Dataset entries:
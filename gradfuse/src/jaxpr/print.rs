//! The stable Jaxpr text format.
//!
//! ```text
//! { lambda a:float32[2,3] .
//!   let b:float32[2,3] = add a 2
//!       c:float32[2,3] = mul b a
//!   in ( c ) }
//! ```
//!
//! Binders are renamed `a, b, c, ...` in definition order (`v_N` past
//! `z`); literals print inline; `jit_call` equations expand their program
//! as an indented nested block. Golden tests pin this format exactly.

use std::collections::HashMap;
use std::fmt;

use crate::primitives::Primitive;

use super::{Atom, Jaxpr, Var};

fn short_name(index: usize) -> String {
    if index < 26 {
        char::from(b'a' + index as u8).to_string()
    } else {
        format!("v_{index}")
    }
}

struct Namer {
    names: HashMap<u32, String>,
}

impl Namer {
    fn for_jaxpr(jaxpr: &Jaxpr) -> Namer {
        let mut names = HashMap::new();
        let mut next = 0usize;
        let mut assign = |names: &mut HashMap<u32, String>, v: &Var| {
            names.entry(v.id).or_insert_with(|| {
                let name = short_name(next);
                next += 1;
                name
            });
        };
        for binder in &jaxpr.in_binders {
            assign(&mut names, binder);
        }
        for eqn in &jaxpr.eqns {
            for binder in &eqn.out_binders {
                assign(&mut names, binder);
            }
        }
        Namer { names }
    }

    fn atom(&self, atom: &Atom) -> String {
        match atom {
            Atom::Var(v) => self
                .names
                .get(&v.id)
                .cloned()
                .unwrap_or_else(|| format!("?v{}", v.id)),
            Atom::Lit(l) => l.value.to_string(),
        }
    }

    fn binder(&self, v: &Var) -> String {
        format!("{}:{}", self.atom(&Atom::Var(v.clone())), v.aval)
    }
}

fn list(items: &[usize]) -> String {
    let inner: Vec<String> = items.iter().map(|i| i.to_string()).collect();
    format!("[{}]", inner.join(","))
}

/// Parameter block of a primitive, e.g. `[axes=[0]]`; empty for
/// parameterless primitives. `jit_call` renders its program inline,
/// indented `indent` spaces past the equation.
fn params(prim: &Primitive, indent: usize) -> String {
    match prim {
        Primitive::ReduceSum { axes } | Primitive::Flip { axes } => {
            format!("[axes={}]", list(axes))
        }
        Primitive::Compare { op } => format!("[op={}]", op.name()),
        Primitive::Transpose { perm } => format!("[perm={}]", list(perm)),
        Primitive::Broadcast { shape, axes } => {
            format!("[shape={} axes={}]", list(shape), list(axes))
        }
        Primitive::Reshape { shape } | Primitive::RandomBits { shape } => {
            format!("[shape={}]", list(shape))
        }
        Primitive::JitCall { jaxpr, num_consts } => {
            let nested = jaxpr.to_string();
            let pad = " ".repeat(indent + 4);
            let indented = nested.replace('\n', &format!("\n{pad}"));
            format!("[ jaxpr={indented} numConsts={num_consts} ]")
        }
        _ => String::new(),
    }
}

impl fmt::Display for Jaxpr {
    fn fmt(&self, f: &mut fmt::Formatter<'_>) -> fmt::Result {
        let namer = Namer::for_jaxpr(self);
        let binders: Vec<String> = self.in_binders.iter().map(|b| namer.binder(b)).collect();
        writeln!(f, "{{ lambda {} .", binders.join(" "))?;
        for (k, eqn) in self.eqns.iter().enumerate() {
            let prefix = if k == 0 { "  let " } else { "      " };
            let outs: Vec<String> = eqn.out_binders.iter().map(|b| namer.binder(b)).collect();
            let args: Vec<String> = eqn.inputs.iter().map(|a| namer.atom(a)).collect();
            let p = params(&eqn.prim, prefix.len());
            let mut line = format!("{}{} = {}{}", prefix, outs.join(" "), eqn.prim.name(), p);
            if !args.is_empty() {
                line.push(' ');
                line.push_str(&args.join(" "));
            }
            writeln!(f, "{line}")?;
        }
        let outs: Vec<String> = self.outs.iter().map(|a| namer.atom(a)).collect();
        write!(f, "  in ( {} ) }}", outs.join(" "))
    }
}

**WORK INSTRUCTIONS:** Where a line of the data includes the string "index", list that line.

**REPLY TO THE EXERCISE:**
fn short_name(index: usize) -> String {
    if index < 26 {
        char::from(b'a' + index as u8).to_string()
        format!("v_{index}")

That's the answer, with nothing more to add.